Basically, we download netCDF4 files via python script. Initially, we used subsetting GUI at https://rda.ucar.edu/datasets/ds084.1/index.html#!cgi-bin/datasets/getSubset?dsnum=084.1&listAction=customize&_da=y. We switched to a python client to automize the process: https://github.com/NCAR/rda-apps-clients/tree/master/src/python When using the python client, base on their README and our txt/GFSControlFileTemplate.txt

The source code of our flow is placed in gfs_processor module. There are 3 main files:

1. rda_request_sender.py

Prepares the request body adhering to RDA API (see https://github.com/NCAR/rda-apps-clients/tree/main/src/python) and sends it.
Requests are prepared based on --input_file parameter. You can request for one-point coordinate or a spatial region by switching -bulk flag.
An example of input file: gfs_processor/gfs_params.json. hours_type needs to be specified, see help for --hours_type CLI argument. Before being sent, requests metadata is saved in csv/req_list.csv. The metadata consists of e.g. request id and request status.

RDA API is limited to 10 requests at a time, so this tool uses scheduler to check frequently if it can send another request if an old one has been purged.

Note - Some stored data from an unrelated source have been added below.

fn dump_fasta(matches: &ArgMatches) -> PhamResult<()> {
    let conn = db::open(path(matches, "proteins"))?;
    export::dump_fasta(&conn, output(matches.get_one::<PathBuf>("output"))?)?;
    Ok(())
}

fn unclustered(matches: &ArgMatches) -> PhamResult<()> {
    let conn = db::open(path(matches, "proteins"))?;
    let clustered = ClusterDb::open(path(matches, "clusters"))?.clustered_fingerprints()?;
    export::dump_unclustered(&conn, &clustered, output(matches.get_one::<PathBuf>("output"))?)?;
    Ok(())
}

fn search_product(matches: &ArgMatches) -> PhamResult<()> {
    let conn = db::open(path(matches, "proteins"))?;
    if matches.get_flag("reindex") {
        load::create_full_text_search(&conn)?;
    }
    let word = string(matches, "WORD");
    println!("{}\t{}", word, load::lookup_word(&conn, word)?);
    Ok(())
}

fn function_of(matches: &ArgMatches) -> PhamResult<()> {
    let clusters = ClusterDb::open(path(matches, "clusters"))?;
    let mut cache = FunctionCache::new(&clusters);
    let mut out = io::stdout().lock();
    for md5 in matches.get_many::<String>("MD5").into_iter().flatten() {
        let Some(function) = cache.function(md5)?.map(str::to_string) else {
            writeln!(out, "{}\tnot in a cluster", md5)?;
            continue;
        };
        writeln!(out, "{}\t{}", md5, function)?;
        if let Some(functions) = cache.all_functions(md5)? {
            let mut functions: Vec<_> = functions.iter().collect();
            functions.sort_by(|a, b| b.1.cmp(a.1).then_with(|| a.0.cmp(b.0)));
            for (f, count) in functions {
                writeln!(out, "\t{} -> {}", f, count)?;
            }
        }
    }
    Ok(())
}

fn entrez_config(matches: &ArgMatches) -> PhamResult<EntrezConfig> {
    Ok(EntrezConfig::new(string(matches, "email"), string(matches, "api-key"))?
        .with_db(string(matches, "db")))
}
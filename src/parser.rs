//! Parse a two column cluster membership file.
//!
//! Each line is `cluster<TAB>member`. Lines for one cluster must be
//! contiguous; the first column is taken as the exemplar. A cluster key
//! that reappears later starts a second, separate cluster.

use std::fs::File;
use std::io::{BufRead, BufReader, Read};
use std::path::Path;

use flate2::read::MultiGzDecoder;
use indexmap::IndexSet;

use crate::cluster::Cluster;
use crate::{Error, ErrorKind, Result};

/// Iterator over the clusters of a membership file.
pub struct MembershipParser<R: BufRead> {
    /// The reader to parse the file.
    reader: R,
    /// The cluster key being accumulated.
    current_key: Option<String>,
    /// Members seen so far for `current_key`.
    members: IndexSet<String>,
    /// Number of lines read, for error messages.
    line_number: usize,
    /// Set once the reader is exhausted or failed.
    done: bool,
}

impl<R: BufRead> MembershipParser<R> {
    pub fn new(reader: R) -> Self {
        MembershipParser {
            reader,
            current_key: None,
            members: IndexSet::new(),
            line_number: 0,
            done: false,
        }
    }

    /// Finalises the accumulated group, if any.
    fn take_cluster(&mut self) -> Option<Cluster> {
        let key = self.current_key.take()?;
        let members = std::mem::take(&mut self.members);
        Some(Cluster::new(None, &key, members))
    }
}

impl<R: BufRead> Iterator for MembershipParser<R> {
    type Item = Result<Cluster>;

    fn next(&mut self) -> Option<Self::Item> {
        if self.done {
            return None;
        }

        let mut line = String::new();
        loop {
            line.clear();
            match self.reader.read_line(&mut line) {
                Ok(0) => break,
                Ok(_) => {}
                Err(e) => {
                    self.done = true;
                    return Some(Err(Error::from(e)));
                }
            }
            self.line_number += 1;

            let trimmed = line.trim_end_matches(['\n', '\r']);
            if trimmed.trim().is_empty() {
                continue;
            }

            let (key, member) = match parse_membership_line(trimmed) {
                Ok(pair) => pair,
                Err(message) => {
                    self.done = true;
                    return Some(Err(Error::new(ErrorKind::Format {
                        line: self.line_number,
                        message,
                    })));
                }
            };

            if self.current_key.as_deref() != Some(key) {
                let finished = self.take_cluster();
                self.current_key = Some(key.to_string());
                self.members.insert(member.to_string());
                if let Some(cluster) = finished {
                    return Some(Ok(cluster));
                }
            } else {
                self.members.insert(member.to_string());
            }
        }

        // don't forget the last cluster
        self.done = true;
        self.take_cluster().map(Ok)
    }
}

/// Splits a line into its cluster key and member, without the whitespace
/// around either field.
fn parse_membership_line(line: &str) -> std::result::Result<(&str, &str), String> {
    let mut fields = line.split('\t').map(str::trim);
    match (fields.next(), fields.next(), fields.next()) {
        (Some(key), Some(member), None) if !key.is_empty() && !member.is_empty() => {
            Ok((key, member))
        }
        _ => Err(format!("expected `cluster<TAB>member`, found {:?}", line)),
    }
}

/// Opens a file for reading, decompressing it if it ends in `.gz`.
pub(crate) fn open_maybe_gz<P: AsRef<Path>>(path: P) -> Result<Box<dyn BufRead>> {
    let path = path.as_ref();
    let file = File::open(path)?;
    let reader: Box<dyn Read> = match path.extension() {
        Some(ext) if ext == "gz" => Box::new(MultiGzDecoder::new(file)),
        _ => Box::new(file),
    };
    Ok(Box::new(BufReader::new(reader)))
}

/// Function to parse a membership file from a path.
pub fn from_path<P: AsRef<Path>>(path: P) -> Result<MembershipParser<Box<dyn BufRead>>> {
    Ok(MembershipParser::new(open_maybe_gz(path)?))
}

/// Function to parse a membership file from a reader.
pub fn from_reader<R: BufRead>(reader: R) -> MembershipParser<R> {
    MembershipParser::new(reader)
}
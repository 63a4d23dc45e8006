/*!
Load protein clusters into SQLite.

The clustering tool (e.g. `mmseqs easy-cluster`) writes a two column file of
`representative<TAB>member` pairs. This crate turns that file into [`Cluster`]s,
resolves every member against a protein store to compute length extremes,
average size and a function histogram, and persists the enriched clusters
and their membership links into a separate cluster database.

The surrounding helpers load proteins from GenBank or FASTA, dump the protein store,
search product annotations and fetch records from GenBank.
*/

use std::io;
use std::num::ParseIntError;

pub mod cluster;
pub mod db;
pub mod enrich;
pub mod export;
pub mod fetch;
pub mod function;
pub mod genbank;
pub mod load;
pub mod parser;
pub mod persist;

pub use cluster::{Cluster, ClusterStats};
pub use enrich::{EnrichSummary, Enricher, SequenceStats, SequenceStatsStore, DEFAULT_CHUNK_SIZE};
pub use function::{FunctionClassifier, HypotheticalMatcher};
pub use parser::{from_path, from_reader, MembershipParser};
pub use persist::{ClusterDefinition, MemberLookup, PersistSummary, Persister};

/// A type alias for `Result<T, phamclust::Error>`.
pub type Result<T> = std::result::Result<T, Error>;

/// An error type for this crate.
#[derive(Debug)]
pub struct Error(Box<ErrorKind>);

impl Error {
    pub(crate) fn new(kind: ErrorKind) -> Error {
        Error(Box::new(kind))
    }

    pub fn kind(&self) -> &ErrorKind {
        &self.0
    }

    pub fn into_kind(self) -> ErrorKind {
        *self.0
    }
}

#[derive(Debug)]
pub enum ErrorKind {
    Io(io::Error),
    Int(ParseIntError),
    Sqlite(rusqlite::Error),
    Json(serde_json::Error),
    Http(reqwest::Error),
    Genbank(gb_io::reader::GbParserError),
    /// A membership line that is not `cluster<TAB>member`.
    Format { line: usize, message: String },
    /// The exemplar of a cluster is not in the protein store.
    MissingExemplar { cluster: String, exemplar: String },
    /// No member of a cluster could be resolved.
    EmptyAggregate { cluster: String },
    /// Persisting a cluster that has not been enriched.
    Unenriched { cluster: String },
    Store(String),
    Config(String),
    Remote(String),
}

impl From<io::Error> for Error {
    fn from(err: io::Error) -> Error {
        Error::new(ErrorKind::Io(err))
    }
}

impl From<ParseIntError> for Error {
    fn from(err: ParseIntError) -> Self {
        Error::new(ErrorKind::Int(err))
    }
}

impl From<rusqlite::Error> for Error {
    fn from(err: rusqlite::Error) -> Self {
        Error::new(ErrorKind::Sqlite(err))
    }
}

impl From<serde_json::Error> for Error {
    fn from(err: serde_json::Error) -> Self {
        Error::new(ErrorKind::Json(err))
    }
}

impl From<reqwest::Error> for Error {
    fn from(err: reqwest::Error) -> Self {
        Error::new(ErrorKind::Http(err))
    }
}

impl From<gb_io::reader::GbParserError> for Error {
    fn from(err: gb_io::reader::GbParserError) -> Self {
        Error::new(ErrorKind::Genbank(err))
    }
}

impl std::fmt::Display for Error {
    fn fmt(&self, f: &mut std::fmt::Formatter) -> std::fmt::Result {
        match *self.0 {
            ErrorKind::Io(ref err) => write!(f, "I/O error - {}", err),
            ErrorKind::Int(ref err) => write!(f, "parsing integer error - {}", err),
            ErrorKind::Sqlite(ref err) => write!(f, "database error - {}", err),
            ErrorKind::Json(ref err) => write!(f, "JSON error - {}", err),
            ErrorKind::Http(ref err) => write!(f, "HTTP error - {}", err),
            ErrorKind::Genbank(ref err) => write!(f, "GenBank parsing error - {}", err),
            ErrorKind::Format { line, ref message } => {
                write!(f, "membership file line {} - {}", line, message)
            }
            ErrorKind::MissingExemplar {
                ref cluster,
                ref exemplar,
            } => write!(
                f,
                "exemplar {} of cluster {} is not in the protein database",
                exemplar, cluster
            ),
            ErrorKind::EmptyAggregate { ref cluster } => {
                write!(f, "no member of cluster {} could be resolved", cluster)
            }
            ErrorKind::Unenriched { ref cluster } => write!(
                f,
                "cluster {} has no statistics. Was the sequence information added?",
                cluster
            ),
            ErrorKind::Store(ref err) => write!(f, "store - {}", err),
            ErrorKind::Config(ref err) => write!(f, "configuration - {}", err),
            ErrorKind::Remote(ref err) => write!(f, "remote archive - {}", err),
        }
    }
}

impl std::error::Error for Error {
    fn source(&self) -> Option<&(dyn std::error::Error + 'static)> {
        match *self.0 {
            ErrorKind::Io(ref err) => Some(err),
            ErrorKind::Int(ref err) => Some(err),
            ErrorKind::Sqlite(ref err) => Some(err),
            ErrorKind::Json(ref err) => Some(err),
            ErrorKind::Http(ref err) => Some(err),
            ErrorKind::Genbank(ref err) => Some(err),
            _ => None,
        }
    }
}
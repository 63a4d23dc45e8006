//! FASTA exports of the protein database.

use std::collections::HashSet;
use std::io::Write;

use bio::io::fasta;
use rusqlite::Connection;
use tracing::info;

use crate::Result;

/// Writes every distinct protein sequence, named by its fingerprint.
/// Returns the number of records written.
pub fn dump_fasta<W: Write>(conn: &Connection, writer: W) -> Result<usize> {
    write_sequences(conn, writer, |_| true)
}

/// Writes the sequences whose fingerprint is not in `clustered`.
pub fn dump_unclustered<W: Write>(
    conn: &Connection,
    clustered: &HashSet<String>,
    writer: W,
) -> Result<usize> {
    info!("Loaded {} clustered proteins", clustered.len());
    write_sequences(conn, writer, |md5| !clustered.contains(md5))
}

fn write_sequences<W, F>(conn: &Connection, writer: W, keep: F) -> Result<usize>
where
    W: Write,
    F: Fn(&str) -> bool,
{
    let mut stmt = conn.prepare(
        "SELECT protein_md5sum, protein_sequence FROM protein_sequence \
         ORDER BY protein_sequence_rowid",
    )?;
    let rows = stmt.query_map([], |row| Ok((row.get::<_, String>(0)?, row.get::<_, String>(1)?)))?;

    let mut writer = fasta::Writer::new(writer);
    let mut tested = 0;
    let mut written = 0;
    for row in rows {
        let (md5, sequence) = row?;
        tested += 1;
        if keep(md5.as_str()) {
            writer.write(&md5, None, sequence.as_bytes())?;
            written += 1;
        }
    }
    writer.flush()?;
    info!("Wrote {} of {} proteins", written, tested);
    Ok(written)
}
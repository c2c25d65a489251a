//! Stormdeck - Data-Freshness and Access-Control Engine for Hazard Dashboards
//!
//! Stormdeck is the client-side core of a cyclone hazard dashboard. It decides
//! when hazard data is fetched, cached, throttled, retried, or served stale, and
//! it keeps user convenience state (saved routes, checklist, language) in a
//! quota-bounded persistent store. Presentation concerns (maps, layout,
//! translations) live in the consuming host.
//!
//! # Architecture
//!
//! - **severity**: pure hazard measurement scoring (no dependencies)
//! - **cache**: in-memory TTL store with UI freshness tiers
//! - **ratelimit**: sliding-window per-endpoint request limiter
//! - **storage**: durable quota-bounded key/value store for user state
//! - **access**: retrying fetch layer composing cache + limiter + transport
//! - **orchestrator**: concurrent refresh coordination, health map, auto-refresh
//! - **config**: YAML configuration for all of the above

// Core modules
pub mod access;
pub mod cache;
pub mod clock;
pub mod config;
pub mod error;
pub mod logging;
pub mod orchestrator;
pub mod ratelimit;
pub mod severity;
pub mod storage;

// Re-exports
pub use error::{Result, StormdeckError};
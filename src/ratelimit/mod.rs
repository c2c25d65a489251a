//! Per-endpoint request rate limiting
//!
//! Sliding-window counter over a trailing one-hour interval. A sliding window
//! avoids the burst-at-boundary artifact of fixed buckets; pruning happens lazily
//! on every read and write so no background timer is needed.

use crate::clock::Clock;
use std::collections::{HashMap, VecDeque};
use std::sync::Arc;
use std::time::Duration;

/// Default request budget per endpoint key per window
pub const DEFAULT_MAX_REQUESTS: u32 = 12;
/// Default sliding window length
pub const DEFAULT_WINDOW: Duration = Duration::from_secs(60 * 60);

/// Sliding-window request counter keyed by logical endpoint
pub struct SlidingWindowLimiter {
    windows: HashMap<String, VecDeque<i64>>,
    max_requests: u32,
    window: Duration,
    clock: Arc<dyn Clock>,
}

impl SlidingWindowLimiter {
    pub fn new(clock: Arc<dyn Clock>) -> Self {
        Self::with_limits(clock, DEFAULT_MAX_REQUESTS, DEFAULT_WINDOW)
    }

    pub fn with_limits(clock: Arc<dyn Clock>, max_requests: u32, window: Duration) -> Self {
        Self {
            windows: HashMap::new(),
            max_requests,
            window,
            clock,
        }
    }

    /// Drop timestamps that have aged out of the trailing window
    fn prune(&mut self, key: &str) {
        let cutoff = self.clock.now_ms() - self.window.as_millis() as i64;
        if let Some(window) = self.windows.get_mut(key) {
            while window.front().is_some_and(|&ts| ts <= cutoff) {
                window.pop_front();
            }
            if window.is_empty() {
                self.windows.remove(key);
            }
        }
    }

    fn window_count(&mut self, key: &str) -> u32 {
        self.prune(key);
        self.windows.get(key).map_or(0, |w| w.len() as u32)
    }

    /// Whether the endpoint still has budget in the trailing window
    pub fn can_make_request(&mut self, key: &str) -> bool {
        self.window_count(key) < self.max_requests
    }

    /// Record one dispatched request at the current time
    ///
    /// Callers must check `can_make_request` first and only record requests that
    /// were actually dispatched; the limiter itself never blocks or queues.
    pub fn record_request(&mut self, key: &str) {
        self.prune(key);
        let now = self.clock.now_ms();
        self.windows.entry(key.to_string()).or_default().push_back(now);
    }

    /// Remaining budget for the endpoint, never negative
    pub fn remaining_requests(&mut self, key: &str) -> u32 {
        self.max_requests.saturating_sub(self.window_count(key))
    }

    /// Zero when under the limit, otherwise time until the oldest in-window
    /// request ages out
    pub fn time_until_next_request(&mut self, key: &str) -> Duration {
        if self.can_make_request(key) {
            return Duration::ZERO;
        }

        let oldest = match self.windows.get(key).and_then(|w| w.front()) {
            Some(&ts) => ts,
            None => return Duration::ZERO,
        };

        let expires_at = oldest + self.window.as_millis() as i64;
        let wait_ms = (expires_at - self.clock.now_ms()).max(0);
        Duration::from_millis(wait_ms as u64)
    }

    /// Forget one endpoint's window, or all of them
    pub fn reset(&mut self, key: Option<&str>) {
        match key {
            Some(key) => {
                self.windows.remove(key);
            }
            None => self.windows.clear(),
        }
    }
}
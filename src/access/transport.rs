//! HTTP transport for the upstream hazard-data provider
//!
//! Defines the logical endpoints, the injectable `Transport` seam, and the
//! reqwest-backed production implementation. Connect failures and timeouts map to
//! network errors (retryable); success bodies that fail to decode as JSON map to
//! validation errors (not retryable), while error-status bodies are never required
//! to decode.

use crate::Result;
use async_trait::async_trait;
use reqwest::{header, Client};
use serde_json::Value;
use std::time::Duration;

/// Default per-request timeout
pub const DEFAULT_REQUEST_TIMEOUT: Duration = Duration::from_secs(10);

/// Logical upstream endpoints
///
/// The cache and rate limiter key on the logical endpoint, not the URL.
#[derive(Debug, Clone, PartialEq, Eq)]
pub enum Endpoint {
    /// Active cyclone track
    CycloneTrack,
    /// Per-district risk measurements
    DistrictRisks,
    /// Official advisories
    Advisories,
    /// Shelter locations and capacity
    Shelters,
    /// Route hazard analysis between two points
    RouteAnalysis { source: String, destination: String },
    /// Aggregate summary of all hazards
    Summary,
}

impl Endpoint {
    /// Request path relative to the provider's base URL
    pub fn path(&self) -> String {
        match self {
            Endpoint::CycloneTrack => "/api/cyclone/track".to_string(),
            Endpoint::DistrictRisks => "/api/districts/risk".to_string(),
            Endpoint::Advisories => "/api/advisories".to_string(),
            Endpoint::Shelters => "/api/shelters".to_string(),
            Endpoint::RouteAnalysis {
                source,
                destination,
            } => format!(
                "/api/routes/analysis?from={}&to={}",
                urlencoding::encode(source),
                urlencoding::encode(destination)
            ),
            Endpoint::Summary => "/api/summary".to_string(),
        }
    }

    /// Logical key used by the cache store and rate limiter
    pub fn key(&self) -> String {
        match self {
            Endpoint::CycloneTrack => "cyclone_track".to_string(),
            Endpoint::DistrictRisks => "district_risks".to_string(),
            Endpoint::Advisories => "advisories".to_string(),
            Endpoint::Shelters => "shelters".to_string(),
            Endpoint::RouteAnalysis {
                source,
                destination,
            } => format!("route_analysis:{}:{}", source, destination),
            Endpoint::Summary => "summary".to_string(),
        }
    }

    /// The four always-refreshed dashboard resources
    pub fn dashboard_resources() -> [Endpoint; 4] {
        [
            Endpoint::CycloneTrack,
            Endpoint::DistrictRisks,
            Endpoint::Advisories,
            Endpoint::Shelters,
        ]
    }
}

impl std::fmt::Display for Endpoint {
    fn fmt(&self, f: &mut std::fmt::Formatter<'_>) -> std::fmt::Result {
        write!(f, "{}", self.key())
    }
}

/// Response from one transport round-trip
#[derive(Debug, Clone)]
pub struct TransportResponse {
    pub status: u16,
    pub body: Value,
}

/// Injectable transport seam
///
/// Returns `Err(Network)` when no response was obtained at all; any response with
/// a status code resolves to `Ok`, leaving status interpretation to the caller.
#[async_trait]
pub trait Transport: Send + Sync {
    async fn request(&self, path: &str) -> Result<TransportResponse>;
}

/// Production transport over reqwest
pub struct HttpTransport {
    client: Client,
    base_url: String,
}

impl HttpTransport {
    /// Create a transport against the given base URL
    ///
    /// Returns an error if the HTTP client cannot be created.
    pub fn new(base_url: impl Into<String>, timeout: Duration) -> Result<Self> {
        let client = Client::builder()
            .timeout(timeout)
            .default_headers({
                let mut headers = header::HeaderMap::new();
                headers.insert(
                    header::USER_AGENT,
                    header::HeaderValue::from_static("stormdeck/0.3"),
                );
                headers.insert(
                    header::ACCEPT,
                    header::HeaderValue::from_static("application/json"),
                );
                headers
            })
            .build()?;

        Ok(Self {
            client,
            base_url: base_url.into().trim_end_matches('/').to_string(),
        })
    }
}

#[async_trait]
impl Transport for HttpTransport {
    async fn request(&self, path: &str) -> Result<TransportResponse> {
        let url = format!("{}{}", self.base_url, path);
        tracing::debug!(url = %url, "Dispatching request");

        let response = self.client.get(&url).send().await.map_err(|e| {
            if e.is_connect() || e.is_timeout() {
                crate::StormdeckError::Network(format!("{}: {}", url, e))
            } else {
                crate::StormdeckError::Http(e)
            }
        })?;

        let status = response.status().as_u16();
        // Only success bodies are about to be trusted as data. Error responses
        // often carry HTML from a proxy or crashed upstream; their body is
        // irrelevant to status classification, so decode failures collapse to null
        // instead of masking a retryable status as a validation error.
        let body = if status == 204 {
            Value::Null
        } else if (200..300).contains(&status) {
            response.json::<Value>().await.map_err(|e| {
                crate::StormdeckError::Validation(format!("undecodable body from {}: {}", url, e))
            })?
        } else {
            response.json::<Value>().await.unwrap_or(Value::Null)
        };

        Ok(TransportResponse { status, body })
    }
}
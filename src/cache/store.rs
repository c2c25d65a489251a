//! In-memory TTL cache implementation

use crate::clock::Clock;
use std::collections::HashMap;
use std::sync::Arc;
use std::time::Duration;

/// Freshness threshold: below this age a record displays as fresh
const FRESH_THRESHOLD: Duration = Duration::from_secs(15 * 60);
/// Freshness threshold: yellow up to here
const YELLOW_THRESHOLD: Duration = Duration::from_secs(30 * 60);
/// Freshness threshold: orange up to here, red beyond
const ORANGE_THRESHOLD: Duration = Duration::from_secs(60 * 60);

/// UI-facing age classification, independent of cache TTL
///
/// TTL decides whether a record is still trusted by the data layer; the freshness
/// tier only drives staleness coloring in the dashboard. The two use different
/// time constants on purpose.
#[derive(Debug, Clone, Copy, PartialEq, Eq)]
pub enum FreshnessTier {
    Fresh,
    StaleYellow,
    StaleOrange,
    StaleRed,
}

/// One cached value with its fetch time and time-to-live
#[derive(Debug, Clone)]
struct CacheRecord<T> {
    value: T,
    fetched_at: i64,
    ttl: Duration,
}

/// In-memory cache from logical resource key to timestamped value
///
/// Expired records are treated as absent by `get`, which also purges them lazily.
/// The access layer's serve-stale fallbacks read through `peek_any`, which ignores
/// validity without evicting.
pub struct CacheStore<T: Clone> {
    records: HashMap<String, CacheRecord<T>>,
    clock: Arc<dyn Clock>,
}

impl<T: Clone> CacheStore<T> {
    pub fn new(clock: Arc<dyn Clock>) -> Self {
        Self {
            records: HashMap::new(),
            clock,
        }
    }

    fn age_of(&self, record: &CacheRecord<T>) -> Duration {
        let age_ms = (self.clock.now_ms() - record.fetched_at).max(0);
        Duration::from_millis(age_ms as u64)
    }

    /// Get a valid record's value, evicting it if expired
    pub fn get(&mut self, key: &str) -> Option<T> {
        let expired = match self.records.get(key) {
            Some(record) => self.age_of(record) >= record.ttl,
            None => return None,
        };

        if expired {
            tracing::debug!(key, "Evicting expired cache record");
            self.records.remove(key);
            return None;
        }

        self.records.get(key).map(|r| r.value.clone())
    }

    /// Store a value, resetting its fetch time to now
    pub fn set(&mut self, key: impl Into<String>, value: T, ttl: Duration) {
        let key = key.into();
        tracing::debug!(key = %key, ttl_secs = ttl.as_secs(), "Caching value");
        self.records.insert(
            key,
            CacheRecord {
                value,
                fetched_at: self.clock.now_ms(),
                ttl,
            },
        );
    }

    /// Whether a record exists and its age is still below its TTL
    pub fn is_valid(&self, key: &str) -> bool {
        match self.records.get(key) {
            Some(record) => self.age_of(record) < record.ttl,
            None => false,
        }
    }

    /// Last stored value regardless of validity, without evicting
    ///
    /// Only meant for stale-on-throttle and stale-while-erroring fallbacks.
    pub fn peek_any(&self, key: &str) -> Option<T> {
        self.records.get(key).map(|r| r.value.clone())
    }

    /// Display freshness for a key; absent keys are stale-red
    pub fn freshness(&self, key: &str) -> FreshnessTier {
        let record = match self.records.get(key) {
            Some(record) => record,
            None => return FreshnessTier::StaleRed,
        };

        let age = self.age_of(record);
        if age < FRESH_THRESHOLD {
            FreshnessTier::Fresh
        } else if age < YELLOW_THRESHOLD {
            FreshnessTier::StaleYellow
        } else if age < ORANGE_THRESHOLD {
            FreshnessTier::StaleOrange
        } else {
            FreshnessTier::StaleRed
        }
    }

    /// Remove one entry, or all entries when no key is given
    pub fn clear(&mut self, key: Option<&str>) {
        match key {
            Some(key) => {
                self.records.remove(key);
            }
            None => self.records.clear(),
        }
    }

    /// Number of records currently held, expired ones included
    pub fn len(&self) -> usize {
        self.records.len()
    }

    pub fn is_empty(&self) -> bool {
        self.records.is_empty()
    }
}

That's an example of how we use rda_request_sender.py (run from src directory):

python -m gfs_archive_0_25.gfs_processor.rda_request_sender -bulk --nlat=55.5 --slat=55.25 --elon=13 --wlon=13.25 --input_file=input_files/gfs_params.json --forecast_end=120
# or for a certain city, use a file like [city_geo_test.csv](src/gfs_archive_0_25/city_coordinates/city_geo_test.csv) and pass a relative path to it:
python -m gfs_archive_0_25.gfs_processor.rda_request_sender --coordinate_path=gfs_archive_0_25/city_coordinates/coordinates_to_fetch.csv
# or provide a list of city names and meteo codes. They will be resolved using geopy
python -m gfs_archive_0_25.gfs_processor.rda_request_sender -fetch_city_coordinates --city_list=gfs_archive_0_25/city_coordinates/city_list.csv

2. rda_downloader.py

Checks the statuses of requests and downloads the ones that are ready. Then, it untars downloaded files. It uses a scheduler, so it checks every 60 minutes if there are new requests ready.

python -m gfs_archive_0_25.gfs_processor.rda_downloader.py -purge
# -purge will send a request to RDA server to purge the files after their downloaded. It's useful to make space for next requests.

3. rda_netCDF_files_processor.py

This script is responsible for processing netCDF4 files (coming from point 2.) to either .csv or .npy format for further, easier manipulation. We use .npy, because later we process them into pickle files, which aggregate forecast from multiple dates. Each output file consist of one parameter forecast for one time frame.

For default .npy format:

python -m gfs_archive_0_25.gfs_processor.rda_netCDF_files_processor

4. convert_gfs_files.py

Scans GFS_DATASET_DIR for .npy files and for each offset between 3 and 39 and each parameter creates a .pkl file.
.pkl files are used in experiments by GFSLoader for faster data reading.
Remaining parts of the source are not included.